Description of the task »
In the listing below, find the line with "use axum::Json;", then repeat exactly every line from the top through that one.

════════════════

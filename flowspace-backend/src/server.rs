//! HTTP server: shared state, router, and row-level request handlers.
//!
//! Every route resolves the caller's identity from the `Authorization`
//! header first; requests without a valid bearer token get `401`. Reads
//! never take a user id — they are implicitly scoped to the caller.
//! Writes must carry a `user_id` matching the caller (`403` otherwise).
//! Updates and deletes of rows that do not exist *or* belong to another
//! user both answer `404`, so foreign rows are indistinguishable from
//! missing ones.

use std::sync::Arc;

use axum::Json;
use axum::extract::{Path, State};
use axum::http::{HeaderMap, StatusCode, header};
use axum::response::{IntoResponse, Response};
use axum::routing::{get, patch};
use serde_json::json;

use flowspace_model::map::{format_date, format_time, normalize_time, parse_date};
use flowspace_model::row::{NewEventRow, NewNoteRow, NewTaskRow, TaskRowPatch};

use crate::auth::TokenAuth;
use crate::store::TableStore;

/// Shared server state: row storage plus token resolution.
pub struct AppState {
    /// Per-user row tables.
    pub store: TableStore,
    /// Bearer-token resolver.
    pub auth: TokenAuth,
}

impl AppState {
    /// Creates server state with an empty store and the given resolver.
    #[must_use]
    pub fn new(auth: TokenAuth) -> Self {
        Self {
            store: TableStore::new(),
            auth,
        }
    }
}

/// Builds the service router.
#[must_use]
pub fn router(state: Arc<AppState>) -> axum::Router {
    axum::Router::new()
        .route("/v1/tasks", get(list_tasks).post(insert_task))
        .route("/v1/tasks/{id}", patch(patch_task).delete(delete_task))
        .route("/v1/events", get(list_events).post(insert_event))
        .route("/v1/notes", get(list_notes).post(insert_note))
        .with_state(state)
}

/// Starts the server with default (empty-token-table, self-identifying
/// tokens enabled) state. Primary entry point for tests.
///
/// # Errors
///
/// Returns an error if the TCP listener cannot bind to the given address.
pub async fn start_server(
    addr: &str,
) -> Result<
    (std::net::SocketAddr, tokio::task::JoinHandle<()>),
    Box<dyn std::error::Error + Send + Sync>,
> {
    let state = Arc::new(AppState::new(TokenAuth::new(
        std::collections::HashMap::new(),
        true,
    )));
    start_server_with_state(addr, state).await
}

/// Starts the server with a pre-configured [`AppState`].
///
/// Binds the listener, spawns the serve task, and returns the bound
/// address plus a [`tokio::task::JoinHandle`] for cleanup.
///
/// # Errors
///
/// Returns an error if the TCP listener cannot bind to the given address.
pub async fn start_server_with_state(
    addr: &str,
    state: Arc<AppState>,
) -> Result<
    (std::net::SocketAddr, tokio::task::JoinHandle<()>),
    Box<dyn std::error::Error + Send + Sync>,
> {
    let app = router(state);

    let listener = tokio::net::TcpListener::bind(addr).await?;
    let bound_addr = listener.local_addr()?;

    let handle = tokio::spawn(async move {
        if let Err(e) = axum::serve(listener, app).await {
            tracing::error!(error = %e, "backend server error");
        }
    });

    Ok((bound_addr, handle))
}

// ---------------------------------------------------------------------------
// Handlers
// ---------------------------------------------------------------------------

/// Resolves the caller from the request headers.
fn caller(state: &AppState, headers: &HeaderMap) -> Option<String> {
    let authorization = headers
        .get(header::AUTHORIZATION)
        .and_then(|v| v.to_str().ok());
    state.auth.resolve(authorization)
}

fn unauthorized() -> Response {
    (
        StatusCode::UNAUTHORIZED,
        Json(json!({"error": "missing or invalid bearer token"})),
    )
        .into_response()
}

fn forbidden(reason: &str) -> Response {
    (StatusCode::FORBIDDEN, Json(json!({"error": reason}))).into_response()
}

fn unprocessable(reason: &str) -> Response {
    (
        StatusCode::UNPROCESSABLE_ENTITY,
        Json(json!({"error": reason})),
    )
        .into_response()
}

async fn list_tasks(State(state): State<Arc<AppState>>, headers: HeaderMap) -> Response {
    let Some(user_id) = caller(&state, &headers) else {
        return unauthorized();
    };
    Json(state.store.list_tasks(&user_id).await).into_response()
}

async fn insert_task(
    State(state): State<Arc<AppState>>,
    headers: HeaderMap,
    Json(new): Json<NewTaskRow>,
) -> Response {
    let Some(user_id) = caller(&state, &headers) else {
        return unauthorized();
    };
    if new.user_id != user_id {
        tracing::warn!(caller = %user_id, claimed = %new.user_id, "task insert with foreign user_id");
        return forbidden("user_id does not match caller");
    }
    if format_date(parse_date(&new.due_date)) != new.due_date {
        return unprocessable("due_date is not a valid ISO date");
    }
    let row = state.store.insert_task(new).await;
    tracing::debug!(user_id = %user_id, id = %row.id, "task inserted");
    (StatusCode::CREATED, Json(row)).into_response()
}

async fn patch_task(
    State(state): State<Arc<AppState>>,
    headers: HeaderMap,
    Path(id): Path<String>,
    Json(body): Json<TaskRowPatch>,
) -> Response {
    let Some(user_id) = caller(&state, &headers) else {
        return unauthorized();
    };
    if state.store.patch_task(&user_id, &id, &body).await {
        StatusCode::NO_CONTENT.into_response()
    } else {
        StatusCode::NOT_FOUND.into_response()
    }
}

async fn delete_task(
    State(state): State<Arc<AppState>>,
    headers: HeaderMap,
    Path(id): Path<String>,
) -> Response {
    let Some(user_id) = caller(&state, &headers) else {
        return unauthorized();
    };
    if state.store.delete_task(&user_id, &id).await {
        StatusCode::NO_CONTENT.into_response()
    } else {
        StatusCode::NOT_FOUND.into_response()
    }
}

async fn list_events(State(state): State<Arc<AppState>>, headers: HeaderMap) -> Response {
    let Some(user_id) = caller(&state, &headers) else {
        return unauthorized();
    };
    Json(state.store.list_events(&user_id).await).into_response()
}

async fn insert_event(
    State(state): State<Arc<AppState>>,
    headers: HeaderMap,
    Json(new): Json<NewEventRow>,
) -> Response {
    let Some(user_id) = caller(&state, &headers) else {
        return unauthorized();
    };
    if new.user_id != user_id {
        return forbidden("user_id does not match caller");
    }
    if format_date(parse_date(&new.date)) != new.date {
        return unprocessable("date is not a valid ISO date");
    }
    if format_time(normalize_time(&new.time)) != new.time {
        return unprocessable("time is not a valid HH:MM:SS time");
    }
    let row = state.store.insert_event(new).await;
    tracing::debug!(user_id = %user_id, id = %row.id, "event inserted");
    (StatusCode::CREATED, Json(row)).into_response()
}

async fn list_notes(State(state): State<Arc<AppState>>, headers: HeaderMap) -> Response {
    let Some(user_id) = caller(&state, &headers) else {
        return unauthorized();
    };
    Json(state.store.list_notes(&user_id).await).into_response()
}

async fn insert_note(
    State(state): State<Arc<AppState>>,
    headers: HeaderMap,
    Json(new): Json<NewNoteRow>,
) -> Response {
    let Some(user_id) = caller(&state, &headers) else {
        return unauthorized();
    };
    if new.user_id != user_id {
        return forbidden("user_id does not match caller");
    }
    let row = state.store.insert_note(new).await;
    tracing::debug!(user_id = %user_id, id = %row.id, "note inserted");
    (StatusCode::CREATED, Json(row)).into_response()
}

════════════════

Answer section »
filename flowspace-backend/src/server.rs
//! HTTP server: shared state, router, and row-level request handlers.
//!
//! Every route resolves the caller's identity from the `Authorization`
//! header first; requests without a valid bearer token get `401`. Reads
//! never take a user id — they are implicitly scoped to the caller.
//! Writes must carry a `user_id` matching the caller (`403` otherwise).
//! Updates and deletes of rows that do not exist *or* belong to another
//! user both answer `404`, so foreign rows are indistinguishable from
//! missing ones.

use std::sync::Arc;

use axum::Json;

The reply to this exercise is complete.